ASSIGNED TASK> The answer must restate the records below word for word.

[Dataset records]

================================

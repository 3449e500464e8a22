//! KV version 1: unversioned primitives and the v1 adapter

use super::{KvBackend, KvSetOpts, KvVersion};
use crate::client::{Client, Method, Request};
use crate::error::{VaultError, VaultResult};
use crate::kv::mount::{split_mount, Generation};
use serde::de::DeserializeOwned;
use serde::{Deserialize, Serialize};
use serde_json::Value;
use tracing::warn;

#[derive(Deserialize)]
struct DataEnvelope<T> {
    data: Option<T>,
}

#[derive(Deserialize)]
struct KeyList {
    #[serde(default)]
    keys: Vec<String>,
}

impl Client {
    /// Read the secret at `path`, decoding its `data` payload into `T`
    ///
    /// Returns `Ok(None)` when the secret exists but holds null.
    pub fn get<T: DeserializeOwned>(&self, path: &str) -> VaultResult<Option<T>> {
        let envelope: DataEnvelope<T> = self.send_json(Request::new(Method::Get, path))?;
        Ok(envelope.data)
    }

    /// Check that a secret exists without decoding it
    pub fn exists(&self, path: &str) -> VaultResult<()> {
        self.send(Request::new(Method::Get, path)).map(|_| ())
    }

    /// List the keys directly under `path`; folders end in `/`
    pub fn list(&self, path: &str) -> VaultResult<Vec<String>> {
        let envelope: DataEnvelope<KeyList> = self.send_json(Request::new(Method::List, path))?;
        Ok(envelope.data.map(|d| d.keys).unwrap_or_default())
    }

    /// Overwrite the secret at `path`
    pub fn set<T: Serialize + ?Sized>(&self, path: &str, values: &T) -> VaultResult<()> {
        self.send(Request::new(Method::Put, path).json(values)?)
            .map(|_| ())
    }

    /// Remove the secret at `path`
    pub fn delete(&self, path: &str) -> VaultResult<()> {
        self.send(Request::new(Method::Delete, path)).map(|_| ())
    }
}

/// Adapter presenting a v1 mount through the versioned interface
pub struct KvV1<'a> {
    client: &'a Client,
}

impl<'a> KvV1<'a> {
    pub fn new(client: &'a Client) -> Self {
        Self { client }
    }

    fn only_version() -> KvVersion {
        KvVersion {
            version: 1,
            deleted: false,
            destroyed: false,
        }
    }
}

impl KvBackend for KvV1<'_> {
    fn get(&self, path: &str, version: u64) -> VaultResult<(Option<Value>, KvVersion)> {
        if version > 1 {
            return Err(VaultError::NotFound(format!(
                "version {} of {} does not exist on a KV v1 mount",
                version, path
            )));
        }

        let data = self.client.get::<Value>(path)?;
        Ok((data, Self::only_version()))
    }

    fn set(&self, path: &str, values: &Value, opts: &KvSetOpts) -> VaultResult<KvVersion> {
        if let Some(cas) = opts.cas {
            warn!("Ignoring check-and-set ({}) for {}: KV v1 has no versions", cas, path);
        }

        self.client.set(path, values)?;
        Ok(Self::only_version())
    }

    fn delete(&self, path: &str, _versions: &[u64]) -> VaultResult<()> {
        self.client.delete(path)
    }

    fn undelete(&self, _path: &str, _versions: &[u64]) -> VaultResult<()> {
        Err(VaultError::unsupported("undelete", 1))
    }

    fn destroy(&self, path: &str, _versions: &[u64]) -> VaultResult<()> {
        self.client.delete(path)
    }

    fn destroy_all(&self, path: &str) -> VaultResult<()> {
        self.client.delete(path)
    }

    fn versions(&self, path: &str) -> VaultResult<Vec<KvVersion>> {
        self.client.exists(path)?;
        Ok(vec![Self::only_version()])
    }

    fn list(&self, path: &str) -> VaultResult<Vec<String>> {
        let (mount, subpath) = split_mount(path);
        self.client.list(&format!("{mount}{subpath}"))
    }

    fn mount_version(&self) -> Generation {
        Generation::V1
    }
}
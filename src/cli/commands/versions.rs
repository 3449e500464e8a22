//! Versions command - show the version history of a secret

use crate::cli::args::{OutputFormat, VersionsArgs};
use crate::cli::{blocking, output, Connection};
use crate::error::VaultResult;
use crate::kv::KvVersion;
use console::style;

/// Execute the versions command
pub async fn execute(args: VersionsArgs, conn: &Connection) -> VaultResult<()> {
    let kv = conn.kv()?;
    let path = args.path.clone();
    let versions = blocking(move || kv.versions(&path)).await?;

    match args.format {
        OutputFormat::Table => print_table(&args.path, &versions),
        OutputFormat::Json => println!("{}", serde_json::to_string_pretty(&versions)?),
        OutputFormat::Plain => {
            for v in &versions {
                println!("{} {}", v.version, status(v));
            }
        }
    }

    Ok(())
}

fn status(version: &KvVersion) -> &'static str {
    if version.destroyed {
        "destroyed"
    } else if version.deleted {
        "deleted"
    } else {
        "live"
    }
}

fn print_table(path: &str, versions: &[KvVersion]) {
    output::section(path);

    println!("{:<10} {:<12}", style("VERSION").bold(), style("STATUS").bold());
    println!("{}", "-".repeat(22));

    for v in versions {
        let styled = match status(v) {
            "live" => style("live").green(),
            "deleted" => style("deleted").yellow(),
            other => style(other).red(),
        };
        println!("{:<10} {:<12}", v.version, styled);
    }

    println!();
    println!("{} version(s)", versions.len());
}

================================

TASK RESULT>
repository 3449e500464e8a22
//! KV version 1: unversioned primitives and the v1 adapter

use super::{KvBackend, KvSetOpts, KvVersion};
use crate::client::{Client, Method, Request};
use crate::error::{VaultError, VaultResult};
use crate::kv::mount::{split_mount, Generation};
use serde::de::DeserializeOwned;
use serde::{Deserialize, Serialize};
use serde_json::Value;
use tracing::warn;

#[derive(Deserialize)]
struct DataEnvelope<T> {
    data: Option<T>,
}

#[derive(Deserialize)]
struct KeyList {
    #[serde(default)]
    keys: Vec<String>,
}

impl Client {
    /// Read the secret at `path`, decoding its `data` payload into `T`
    ///
    /// Returns `Ok(None)` when the secret exists but holds null.
    pub fn get<T: DeserializeOwned>(&self, path: &str) -> VaultResult<Option<T>> {
        let envelope: DataEnvelope<T> = self.send_json(Request::new(Method::Get, path))?;
        Ok(envelope.data)
    }

    /// Check that a secret exists without decoding it
    pub fn exists(&self, path: &str) -> VaultResult<()> {
        self.send(Request::new(Method::Get, path)).map(|_| ())
    }

    /// List the keys directly under `path`; folders end in `/`
    pub fn list(&self, path: &str) -> VaultResult<Vec<String>> {
        let envelope: DataEnvelope<KeyList> = self.send_json(Request::new(Method::List, path))?;
        Ok(envelope.data.map(|d| d.keys).unwrap_or_default())
    }

    /// Overwrite the secret at `path`
    pub fn set<T: Serialize + ?Sized>(&self, path: &str, values: &T) -> VaultResult<()> {
        self.send(Request::new(Method::Put, path).json(values)?)
            .map(|_| ())
    }

    /// Remove the secret at `path`
    pub fn delete(&self, path: &str) -> VaultResult<()> {
        self.send(Request::new(Method::Delete, path)).map(|_| ())
    }
}

/// Adapter presenting a v1 mount through the versioned interface
pub struct KvV1<'a> {
    client: &'a Client,
}

impl<'a> KvV1<'a> {
    pub fn new(client: &'a Client) -> Self {
        Self { client }
    }

    fn only_version() -> KvVersion {
        KvVersion {
            version: 1,
            deleted: false,
            destroyed: false,
        }
    }
}

impl KvBackend for KvV1<'_> {
    fn get(&self, path: &str, version: u64) -> VaultResult<(Option<Value>, KvVersion)> {
        if version > 1 {
            return Err(VaultError::NotFound(format!(
                "version {} of {} does not exist on a KV v1 mount",
                version, path
            )));
        }

        let data = self.client.get::<Value>(path)?;
        Ok((data, Self::only_version()))
    }

    fn set(&self, path: &str, values: &Value, opts: &KvSetOpts) -> VaultResult<KvVersion> {
        if let Some(cas) = opts.cas {
            warn!("Ignoring check-and-set ({}) for {}: KV v1 has no versions", cas, path);
        }

        self.client.set(path, values)?;
        Ok(Self::only_version())
    }

    fn delete(&self, path: &str, _versions: &[u64]) -> VaultResult<()> {
        self.client.delete(path)
    }

    fn undelete(&self, _path: &str, _versions: &[u64]) -> VaultResult<()> {
        Err(VaultError::unsupported("undelete", 1))
    }

    fn destroy(&self, path: &str, _versions: &[u64]) -> VaultResult<()> {
        self.client.delete(path)
    }

    fn destroy_all(&self, path: &str) -> VaultResult<()> {
        self.client.delete(path)
    }

    fn versions(&self, path: &str) -> VaultResult<Vec<KvVersion>> {
        self.client.exists(path)?;
        Ok(vec![Self::only_version()])
    }

    fn list(&self, path: &str) -> VaultResult<Vec<String>> {
        let (mount, subpath) = split_mount(path);
        self.client.list(&format!("{mount}{subpath}"))
    }

    fn mount_version(&self) -> Generation {
        Generation::V1
    }
}
filename src/cli/commands/versions.rs
repository 3449e500464e8a22
//! Versions command - show the version history of a secret

use crate::cli::args::{OutputFormat, VersionsArgs};
use crate::cli::{blocking, output, Connection};
use crate::error::VaultResult;
use crate::kv::KvVersion;
use console::style;

/// Execute the versions command
pub async fn execute(args: VersionsArgs, conn: &Connection) -> VaultResult<()> {
    let kv = conn.kv()?;
    let path = args.path.clone();
    let versions = blocking(move || kv.versions(&path)).await?;

    match args.format {
        OutputFormat::Table => print_table(&args.path, &versions),
        OutputFormat::Json => println!("{}", serde_json::to_string_pretty(&versions)?),
        OutputFormat::Plain => {
            for v in &versions {
                println!("{} {}", v.version, status(v));
            }
        }
    }

    Ok(())
}

fn status(version: &KvVersion) -> &'static str {
    if version.destroyed {
        "destroyed"
    } else if version.deleted {
        "deleted"
    } else {
        "live"
    }
}

fn print_table(path: &str, versions: &[KvVersion]) {
    output::section(path);

    println!("{:<10} {:<12}", style("VERSION").bold(), style("STATUS").bold());
    println!("{}", "-".repeat(22));

    for v in versions {
        let styled = match status(v) {
            "live" => style("live").green(),
            "deleted" => style("deleted").yellow(),
            other => style(other).red(),
        };
        println!("{:<10} {:<12}", v.version, styled);
    }

    println!();
    println!("{} version(s)", versions.len());
}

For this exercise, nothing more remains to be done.